Type each record below again, with the same words.
┌──
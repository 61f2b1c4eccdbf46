//! Signed-token decoding.

use chrono::{DateTime, Utc};
use jsonwebtoken::{Algorithm, DecodingKey, Validation};

use crate::claims::{JwtClaims, TokenValidationError, validate_claims};

/// Decode + verify a bearer token into validated claims.
pub trait JwtValidator: Send + Sync {
    fn validate(&self, token: &str, now: DateTime<Utc>) -> Result<JwtClaims, TokenValidationError>;
}

/// HMAC-SHA256 shared-secret validator.
pub struct Hs256JwtValidator {
    key: DecodingKey,
    validation: Validation,
}

impl Hs256JwtValidator {
    pub fn new(secret: impl AsRef<[u8]>) -> Self {
        let mut validation = Validation::new(Algorithm::HS256);
        // Time-window checks use our own claim names (see `validate_claims`).
        validation.validate_exp = false;
        validation.required_spec_claims.clear();

        Self {
            key: DecodingKey::from_secret(secret.as_ref()),
            validation,
        }
    }
}

impl JwtValidator for Hs256JwtValidator {
    fn validate(&self, token: &str, now: DateTime<Utc>) -> Result<JwtClaims, TokenValidationError> {
        let data = jsonwebtoken::decode::<JwtClaims>(token, &self.key, &self.validation)
            .map_err(|e| TokenValidationError::Malformed(e.to_string()))?;
        validate_claims(&data.claims, now)?;
        Ok(data.claims)
    }
}
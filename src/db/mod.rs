//! Database layer for Practicum Admin
//!
//! Manages the SQLite connection pool and embedded migrations, and exposes the
//! entity store the core services read and write through.

pub mod models;
pub mod store;

pub use store::{EntityStore, SqliteStore};

use crate::config::StorageConfig;
use crate::error::{AdminError, AdminResult};
use sqlx::sqlite::{SqliteConnectOptions, SqliteJournalMode, SqlitePool, SqlitePoolOptions};
use std::str::FromStr;
use std::time::Duration;

/// Database connection options
#[derive(Debug, Clone)]
pub struct DatabaseOptions {
    pub max_connections: u32,
    pub enable_wal: bool,
    pub busy_timeout: Duration,
}

impl Default for DatabaseOptions {
    fn default() -> Self {
        Self {
            max_connections: 10,
            enable_wal: true,
            busy_timeout: Duration::from_secs(5),
        }
    }
}

impl From<&StorageConfig> for DatabaseOptions {
    fn from(config: &StorageConfig) -> Self {
        Self {
            max_connections: config.max_connections,
            enable_wal: true,
            busy_timeout: Duration::from_secs(config.busy_timeout_secs),
        }
    }
}

/// Create a SQLite connection pool for the configured database file
pub async fn create_pool(config: &StorageConfig) -> AdminResult<SqlitePool> {
    let path = config.database.as_path();
    let options = DatabaseOptions::from(config);

    // Ensure parent directory exists
    if let Some(parent) = path.parent() {
        tokio::fs::create_dir_all(parent).await.map_err(|e| {
            AdminError::Internal(format!(
                "Failed to create data directory {}: {}",
                parent.display(),
                e
            ))
        })?;
    }

    let connect_options = SqliteConnectOptions::new()
        .filename(path)
        .create_if_missing(true)
        .journal_mode(if options.enable_wal {
            SqliteJournalMode::Wal
        } else {
            SqliteJournalMode::Delete
        })
        .foreign_keys(true)
        .busy_timeout(options.busy_timeout);

    let pool = SqlitePoolOptions::new()
        .max_connections(options.max_connections)
        .connect_with(connect_options)
        .await?;

    tracing::debug!("Opened database at {}", path.display());

    Ok(pool)
}

/// Create a migrated in-memory database.
///
/// The pool holds exactly one connection that never expires, since every
/// `:memory:` connection would otherwise see its own empty database.
pub async fn create_memory_pool() -> AdminResult<SqlitePool> {
    let connect_options = SqliteConnectOptions::from_str("sqlite::memory:")?.foreign_keys(true);

    let pool = SqlitePoolOptions::new()
        .max_connections(1)
        .idle_timeout(None)
        .max_lifetime(None)
        .connect_with(connect_options)
        .await?;

    run_migrations(&pool).await?;

    Ok(pool)
}

/// Run migrations for a database
/// Migrations are embedded at compile time from ./migrations directory
pub async fn run_migrations(pool: &SqlitePool) -> AdminResult<()> {
    sqlx::migrate!("./migrations")
        .run(pool)
        .await
        .map_err(|e| AdminError::Internal(format!("Migration failed: {}", e)))?;

    Ok(())
}

/// Test database connection
pub async fn test_connection(pool: &SqlitePool) -> AdminResult<()> {
    sqlx::query("SELECT 1").execute(pool).await?;

    Ok(())
}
└──
◆ **WRITTEN REPLY**:
repository 61f2b1c4eccdbf46
//! Signed-token decoding.

use chrono::{DateTime, Utc};
use jsonwebtoken::{Algorithm, DecodingKey, Validation};

use crate::claims::{JwtClaims, TokenValidationError, validate_claims};

/// Decode + verify a bearer token into validated claims.
pub trait JwtValidator: Send + Sync {
    fn validate(&self, token: &str, now: DateTime<Utc>) -> Result<JwtClaims, TokenValidationError>;
}

/// HMAC-SHA256 shared-secret validator.
pub struct Hs256JwtValidator {
    key: DecodingKey,
    validation: Validation,
}

impl Hs256JwtValidator {
    pub fn new(secret: impl AsRef<[u8]>) -> Self {
        let mut validation = Validation::new(Algorithm::HS256);
        // Time-window checks use our own claim names (see `validate_claims`).
        validation.validate_exp = false;
        validation.required_spec_claims.clear();

        Self {
            key: DecodingKey::from_secret(secret.as_ref()),
            validation,
        }
    }
}

impl JwtValidator for Hs256JwtValidator {
    fn validate(&self, token: &str, now: DateTime<Utc>) -> Result<JwtClaims, TokenValidationError> {
        let data = jsonwebtoken::decode::<JwtClaims>(token, &self.key, &self.validation)
            .map_err(|e| TokenValidationError::Malformed(e.to_string()))?;
        validate_claims(&data.claims, now)?;
        Ok(data.claims)
    }
}
filename src/db/mod.rs
//! Database layer for Practicum Admin
//!
//! Manages the SQLite connection pool and embedded migrations, and exposes the
//! entity store the core services read and write through.

pub mod models;
pub mod store;

pub use store::{EntityStore, SqliteStore};

use crate::config::StorageConfig;
use crate::error::{AdminError, AdminResult};
use sqlx::sqlite::{SqliteConnectOptions, SqliteJournalMode, SqlitePool, SqlitePoolOptions};
use std::str::FromStr;
use std::time::Duration;

/// Database connection options
#[derive(Debug, Clone)]
pub struct DatabaseOptions {
    pub max_connections: u32,
    pub enable_wal: bool,
    pub busy_timeout: Duration,
}

impl Default for DatabaseOptions {
    fn default() -> Self {
        Self {
            max_connections: 10,
            enable_wal: true,
            busy_timeout: Duration::from_secs(5),
        }
    }
}

impl From<&StorageConfig> for DatabaseOptions {
    fn from(config: &StorageConfig) -> Self {
        Self {
            max_connections: config.max_connections,
            enable_wal: true,
            busy_timeout: Duration::from_secs(config.busy_timeout_secs),
        }
    }
}

/// Create a SQLite connection pool for the configured database file
pub async fn create_pool(config: &StorageConfig) -> AdminResult<SqlitePool> {
    let path = config.database.as_path();
    let options = DatabaseOptions::from(config);

    // Ensure parent directory exists
    if let Some(parent) = path.parent() {
        tokio::fs::create_dir_all(parent).await.map_err(|e| {
            AdminError::Internal(format!(
                "Failed to create data directory {}: {}",
                parent.display(),
                e
            ))
        })?;
    }

    let connect_options = SqliteConnectOptions::new()
        .filename(path)
        .create_if_missing(true)
        .journal_mode(if options.enable_wal {
            SqliteJournalMode::Wal
        } else {
            SqliteJournalMode::Delete
        })
        .foreign_keys(true)
        .busy_timeout(options.busy_timeout);

    let pool = SqlitePoolOptions::new()
        .max_connections(options.max_connections)
        .connect_with(connect_options)
        .await?;

    tracing::debug!("Opened database at {}", path.display());

    Ok(pool)
}

/// Create a migrated in-memory database.
///
/// The pool holds exactly one connection that never expires, since every
/// `:memory:` connection would otherwise see its own empty database.
pub async fn create_memory_pool() -> AdminResult<SqlitePool> {
    let connect_options = SqliteConnectOptions::from_str("sqlite::memory:")?.foreign_keys(true);

    let pool = SqlitePoolOptions::new()
        .max_connections(1)
        .idle_timeout(None)
        .max_lifetime(None)
        .connect_with(connect_options)
        .await?;

    run_migrations(&pool).await?;

    Ok(pool)
}

/// Run migrations for a database
/// Migrations are embedded at compile time from ./migrations directory
pub async fn run_migrations(pool: &SqlitePool) -> AdminResult<()> {
    sqlx::migrate!("./migrations")
        .run(pool)
        .await
        .map_err(|e| AdminError::Internal(format!("Migration failed: {}", e)))?;

    Ok(())
}

/// Test database connection
pub async fn test_connection(pool: &SqlitePool) -> AdminResult<()> {
    sqlx::query("SELECT 1").execute(pool).await?;

    Ok(())
}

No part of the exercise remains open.